YOUR GOAL: Would you print all of the records below exactly, without skipping any?

ENTRIES SUPPLIED:
━━━━━━━━

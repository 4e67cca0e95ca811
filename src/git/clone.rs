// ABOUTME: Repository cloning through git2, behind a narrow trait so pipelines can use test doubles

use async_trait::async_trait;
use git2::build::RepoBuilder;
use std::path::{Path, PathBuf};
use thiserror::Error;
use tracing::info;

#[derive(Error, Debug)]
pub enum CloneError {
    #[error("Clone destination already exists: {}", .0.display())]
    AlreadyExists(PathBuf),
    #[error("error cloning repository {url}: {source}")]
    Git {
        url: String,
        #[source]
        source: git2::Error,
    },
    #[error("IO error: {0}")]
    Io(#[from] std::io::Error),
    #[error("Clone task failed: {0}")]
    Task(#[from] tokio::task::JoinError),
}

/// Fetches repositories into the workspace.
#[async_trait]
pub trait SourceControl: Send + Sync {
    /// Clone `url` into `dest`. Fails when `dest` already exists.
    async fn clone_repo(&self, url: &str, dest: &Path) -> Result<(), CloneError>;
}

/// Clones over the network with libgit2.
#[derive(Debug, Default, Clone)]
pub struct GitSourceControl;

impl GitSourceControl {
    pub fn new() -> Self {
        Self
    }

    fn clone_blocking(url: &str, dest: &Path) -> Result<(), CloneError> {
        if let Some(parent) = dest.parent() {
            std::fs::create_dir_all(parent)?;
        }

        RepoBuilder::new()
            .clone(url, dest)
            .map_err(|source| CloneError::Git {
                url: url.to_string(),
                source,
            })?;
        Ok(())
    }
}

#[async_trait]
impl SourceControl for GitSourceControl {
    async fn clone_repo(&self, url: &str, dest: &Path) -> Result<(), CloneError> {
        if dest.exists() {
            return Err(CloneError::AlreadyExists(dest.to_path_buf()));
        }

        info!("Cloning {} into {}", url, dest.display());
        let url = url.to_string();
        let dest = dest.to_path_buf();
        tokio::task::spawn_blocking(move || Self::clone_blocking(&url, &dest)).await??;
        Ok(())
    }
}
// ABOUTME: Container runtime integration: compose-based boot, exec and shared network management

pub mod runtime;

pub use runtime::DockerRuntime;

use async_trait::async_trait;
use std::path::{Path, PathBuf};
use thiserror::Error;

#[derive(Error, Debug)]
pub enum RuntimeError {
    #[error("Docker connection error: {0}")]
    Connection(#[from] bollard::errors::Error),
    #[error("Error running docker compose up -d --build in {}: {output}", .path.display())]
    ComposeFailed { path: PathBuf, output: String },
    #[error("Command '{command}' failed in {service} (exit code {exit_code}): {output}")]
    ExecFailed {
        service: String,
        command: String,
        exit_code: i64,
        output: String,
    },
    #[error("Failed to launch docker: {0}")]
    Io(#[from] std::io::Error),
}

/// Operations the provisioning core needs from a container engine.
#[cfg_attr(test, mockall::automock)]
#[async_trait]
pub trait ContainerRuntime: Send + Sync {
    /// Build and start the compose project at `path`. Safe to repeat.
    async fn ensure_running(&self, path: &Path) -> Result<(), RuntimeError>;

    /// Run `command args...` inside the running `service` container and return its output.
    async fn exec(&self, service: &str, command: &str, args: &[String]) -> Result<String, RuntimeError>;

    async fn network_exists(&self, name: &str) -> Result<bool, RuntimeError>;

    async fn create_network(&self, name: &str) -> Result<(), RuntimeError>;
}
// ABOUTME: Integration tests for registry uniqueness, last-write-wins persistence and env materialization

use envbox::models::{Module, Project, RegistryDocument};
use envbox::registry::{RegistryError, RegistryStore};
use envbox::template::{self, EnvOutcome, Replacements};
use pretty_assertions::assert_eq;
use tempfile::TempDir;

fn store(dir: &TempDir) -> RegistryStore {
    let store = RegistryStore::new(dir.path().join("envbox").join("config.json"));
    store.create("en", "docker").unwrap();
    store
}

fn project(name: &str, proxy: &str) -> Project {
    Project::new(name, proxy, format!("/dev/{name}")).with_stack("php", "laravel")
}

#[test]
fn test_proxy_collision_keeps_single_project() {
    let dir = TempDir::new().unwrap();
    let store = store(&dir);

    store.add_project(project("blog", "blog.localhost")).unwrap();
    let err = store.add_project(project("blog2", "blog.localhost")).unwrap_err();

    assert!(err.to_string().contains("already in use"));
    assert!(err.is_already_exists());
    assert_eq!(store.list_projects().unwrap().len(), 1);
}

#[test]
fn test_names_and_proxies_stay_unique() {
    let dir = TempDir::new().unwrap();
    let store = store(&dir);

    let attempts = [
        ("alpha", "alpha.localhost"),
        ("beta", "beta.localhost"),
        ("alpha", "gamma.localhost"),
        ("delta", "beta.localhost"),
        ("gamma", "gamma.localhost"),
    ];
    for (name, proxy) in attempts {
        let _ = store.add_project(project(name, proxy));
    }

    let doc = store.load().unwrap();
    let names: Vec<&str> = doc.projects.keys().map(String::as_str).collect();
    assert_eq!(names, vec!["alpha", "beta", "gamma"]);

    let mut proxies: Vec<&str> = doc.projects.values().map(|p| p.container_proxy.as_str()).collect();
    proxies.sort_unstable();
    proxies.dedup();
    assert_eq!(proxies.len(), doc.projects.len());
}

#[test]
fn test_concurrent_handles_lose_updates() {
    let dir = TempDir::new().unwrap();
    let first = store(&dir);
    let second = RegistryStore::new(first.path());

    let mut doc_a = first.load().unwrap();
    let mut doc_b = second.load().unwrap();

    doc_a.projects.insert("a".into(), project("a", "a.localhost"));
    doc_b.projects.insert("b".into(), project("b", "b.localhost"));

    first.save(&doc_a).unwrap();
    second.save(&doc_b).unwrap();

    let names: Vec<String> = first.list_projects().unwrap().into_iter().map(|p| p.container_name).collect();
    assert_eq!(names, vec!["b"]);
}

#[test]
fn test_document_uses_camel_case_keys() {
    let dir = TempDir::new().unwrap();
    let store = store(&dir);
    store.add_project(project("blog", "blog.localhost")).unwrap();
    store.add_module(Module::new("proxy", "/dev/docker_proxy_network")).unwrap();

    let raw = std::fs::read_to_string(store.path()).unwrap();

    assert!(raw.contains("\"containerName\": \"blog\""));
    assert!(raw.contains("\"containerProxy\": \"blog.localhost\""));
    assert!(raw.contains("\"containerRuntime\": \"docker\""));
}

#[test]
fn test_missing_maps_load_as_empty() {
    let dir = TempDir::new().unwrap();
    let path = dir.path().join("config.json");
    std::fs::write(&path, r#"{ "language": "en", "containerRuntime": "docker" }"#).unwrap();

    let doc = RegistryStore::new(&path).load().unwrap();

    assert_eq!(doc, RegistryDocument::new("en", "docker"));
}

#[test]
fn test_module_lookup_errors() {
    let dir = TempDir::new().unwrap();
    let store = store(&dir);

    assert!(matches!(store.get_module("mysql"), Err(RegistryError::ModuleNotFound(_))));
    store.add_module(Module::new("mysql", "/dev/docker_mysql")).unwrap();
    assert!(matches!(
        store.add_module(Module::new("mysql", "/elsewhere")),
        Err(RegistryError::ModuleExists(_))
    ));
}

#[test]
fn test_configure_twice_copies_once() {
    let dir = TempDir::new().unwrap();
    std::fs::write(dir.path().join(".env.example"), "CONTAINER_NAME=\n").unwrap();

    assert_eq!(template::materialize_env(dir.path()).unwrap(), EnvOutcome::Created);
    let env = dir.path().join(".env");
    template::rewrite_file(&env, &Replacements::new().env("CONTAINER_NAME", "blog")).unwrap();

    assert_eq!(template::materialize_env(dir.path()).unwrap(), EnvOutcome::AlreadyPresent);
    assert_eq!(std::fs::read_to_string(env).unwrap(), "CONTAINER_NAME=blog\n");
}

━━━━━━━━

YOUR SOLUTION:
repository 4e67cca0e95ca811
filename src/git/clone.rs
// ABOUTME: Repository cloning through git2, behind a narrow trait so pipelines can use test doubles

use async_trait::async_trait;
use git2::build::RepoBuilder;
use std::path::{Path, PathBuf};
use thiserror::Error;
use tracing::info;

#[derive(Error, Debug)]
pub enum CloneError {
    #[error("Clone destination already exists: {}", .0.display())]
    AlreadyExists(PathBuf),
    #[error("error cloning repository {url}: {source}")]
    Git {
        url: String,
        #[source]
        source: git2::Error,
    },
    #[error("IO error: {0}")]
    Io(#[from] std::io::Error),
    #[error("Clone task failed: {0}")]
    Task(#[from] tokio::task::JoinError),
}

/// Fetches repositories into the workspace.
#[async_trait]
pub trait SourceControl: Send + Sync {
    /// Clone `url` into `dest`. Fails when `dest` already exists.
    async fn clone_repo(&self, url: &str, dest: &Path) -> Result<(), CloneError>;
}

/// Clones over the network with libgit2.
#[derive(Debug, Default, Clone)]
pub struct GitSourceControl;

impl GitSourceControl {
    pub fn new() -> Self {
        Self
    }

    fn clone_blocking(url: &str, dest: &Path) -> Result<(), CloneError> {
        if let Some(parent) = dest.parent() {
            std::fs::create_dir_all(parent)?;
        }

        RepoBuilder::new()
            .clone(url, dest)
            .map_err(|source| CloneError::Git {
                url: url.to_string(),
                source,
            })?;
        Ok(())
    }
}

#[async_trait]
impl SourceControl for GitSourceControl {
    async fn clone_repo(&self, url: &str, dest: &Path) -> Result<(), CloneError> {
        if dest.exists() {
            return Err(CloneError::AlreadyExists(dest.to_path_buf()));
        }

        info!("Cloning {} into {}", url, dest.display());
        let url = url.to_string();
        let dest = dest.to_path_buf();
        tokio::task::spawn_blocking(move || Self::clone_blocking(&url, &dest)).await??;
        Ok(())
    }
}
// ABOUTME: Container runtime integration: compose-based boot, exec and shared network management

pub mod runtime;

pub use runtime::DockerRuntime;

use async_trait::async_trait;
use std::path::{Path, PathBuf};
use thiserror::Error;

#[derive(Error, Debug)]
pub enum RuntimeError {
    #[error("Docker connection error: {0}")]
    Connection(#[from] bollard::errors::Error),
    #[error("Error running docker compose up -d --build in {}: {output}", .path.display())]
    ComposeFailed { path: PathBuf, output: String },
    #[error("Command '{command}' failed in {service} (exit code {exit_code}): {output}")]
    ExecFailed {
        service: String,
        command: String,
        exit_code: i64,
        output: String,
    },
    #[error("Failed to launch docker: {0}")]
    Io(#[from] std::io::Error),
}

/// Operations the provisioning core needs from a container engine.
#[cfg_attr(test, mockall::automock)]
#[async_trait]
pub trait ContainerRuntime: Send + Sync {
    /// Build and start the compose project at `path`. Safe to repeat.
    async fn ensure_running(&self, path: &Path) -> Result<(), RuntimeError>;

    /// Run `command args...` inside the running `service` container and return its output.
    async fn exec(&self, service: &str, command: &str, args: &[String]) -> Result<String, RuntimeError>;

    async fn network_exists(&self, name: &str) -> Result<bool, RuntimeError>;

    async fn create_network(&self, name: &str) -> Result<(), RuntimeError>;
}
// ABOUTME: Integration tests for registry uniqueness, last-write-wins persistence and env materialization

use envbox::models::{Module, Project, RegistryDocument};
use envbox::registry::{RegistryError, RegistryStore};
use envbox::template::{self, EnvOutcome, Replacements};
use pretty_assertions::assert_eq;
use tempfile::TempDir;

fn store(dir: &TempDir) -> RegistryStore {
    let store = RegistryStore::new(dir.path().join("envbox").join("config.json"));
    store.create("en", "docker").unwrap();
    store
}

fn project(name: &str, proxy: &str) -> Project {
    Project::new(name, proxy, format!("/dev/{name}")).with_stack("php", "laravel")
}

#[test]
fn test_proxy_collision_keeps_single_project() {
    let dir = TempDir::new().unwrap();
    let store = store(&dir);

    store.add_project(project("blog", "blog.localhost")).unwrap();
    let err = store.add_project(project("blog2", "blog.localhost")).unwrap_err();

    assert!(err.to_string().contains("already in use"));
    assert!(err.is_already_exists());
    assert_eq!(store.list_projects().unwrap().len(), 1);
}

#[test]
fn test_names_and_proxies_stay_unique() {
    let dir = TempDir::new().unwrap();
    let store = store(&dir);

    let attempts = [
        ("alpha", "alpha.localhost"),
        ("beta", "beta.localhost"),
        ("alpha", "gamma.localhost"),
        ("delta", "beta.localhost"),
        ("gamma", "gamma.localhost"),
    ];
    for (name, proxy) in attempts {
        let _ = store.add_project(project(name, proxy));
    }

    let doc = store.load().unwrap();
    let names: Vec<&str> = doc.projects.keys().map(String::as_str).collect();
    assert_eq!(names, vec!["alpha", "beta", "gamma"]);

    let mut proxies: Vec<&str> = doc.projects.values().map(|p| p.container_proxy.as_str()).collect();
    proxies.sort_unstable();
    proxies.dedup();
    assert_eq!(proxies.len(), doc.projects.len());
}

#[test]
fn test_concurrent_handles_lose_updates() {
    let dir = TempDir::new().unwrap();
    let first = store(&dir);
    let second = RegistryStore::new(first.path());

    let mut doc_a = first.load().unwrap();
    let mut doc_b = second.load().unwrap();

    doc_a.projects.insert("a".into(), project("a", "a.localhost"));
    doc_b.projects.insert("b".into(), project("b", "b.localhost"));

    first.save(&doc_a).unwrap();
    second.save(&doc_b).unwrap();

    let names: Vec<String> = first.list_projects().unwrap().into_iter().map(|p| p.container_name).collect();
    assert_eq!(names, vec!["b"]);
}

#[test]
fn test_document_uses_camel_case_keys() {
    let dir = TempDir::new().unwrap();
    let store = store(&dir);
    store.add_project(project("blog", "blog.localhost")).unwrap();
    store.add_module(Module::new("proxy", "/dev/docker_proxy_network")).unwrap();

    let raw = std::fs::read_to_string(store.path()).unwrap();

    assert!(raw.contains("\"containerName\": \"blog\""));
    assert!(raw.contains("\"containerProxy\": \"blog.localhost\""));
    assert!(raw.contains("\"containerRuntime\": \"docker\""));
}

#[test]
fn test_missing_maps_load_as_empty() {
    let dir = TempDir::new().unwrap();
    let path = dir.path().join("config.json");
    std::fs::write(&path, r#"{ "language": "en", "containerRuntime": "docker" }"#).unwrap();

    let doc = RegistryStore::new(&path).load().unwrap();

    assert_eq!(doc, RegistryDocument::new("en", "docker"));
}

#[test]
fn test_module_lookup_errors() {
    let dir = TempDir::new().unwrap();
    let store = store(&dir);

    assert!(matches!(store.get_module("mysql"), Err(RegistryError::ModuleNotFound(_))));
    store.add_module(Module::new("mysql", "/dev/docker_mysql")).unwrap();
    assert!(matches!(
        store.add_module(Module::new("mysql", "/elsewhere")),
        Err(RegistryError::ModuleExists(_))
    ));
}

#[test]
fn test_configure_twice_copies_once() {
    let dir = TempDir::new().unwrap();
    std::fs::write(dir.path().join(".env.example"), "CONTAINER_NAME=\n").unwrap();

    assert_eq!(template::materialize_env(dir.path()).unwrap(), EnvOutcome::Created);
    let env = dir.path().join(".env");
    template::rewrite_file(&env, &Replacements::new().env("CONTAINER_NAME", "blog")).unwrap();

    assert_eq!(template::materialize_env(dir.path()).unwrap(), EnvOutcome::AlreadyPresent);
    assert_eq!(std::fs::read_to_string(env).unwrap(), "CONTAINER_NAME=blog\n");
}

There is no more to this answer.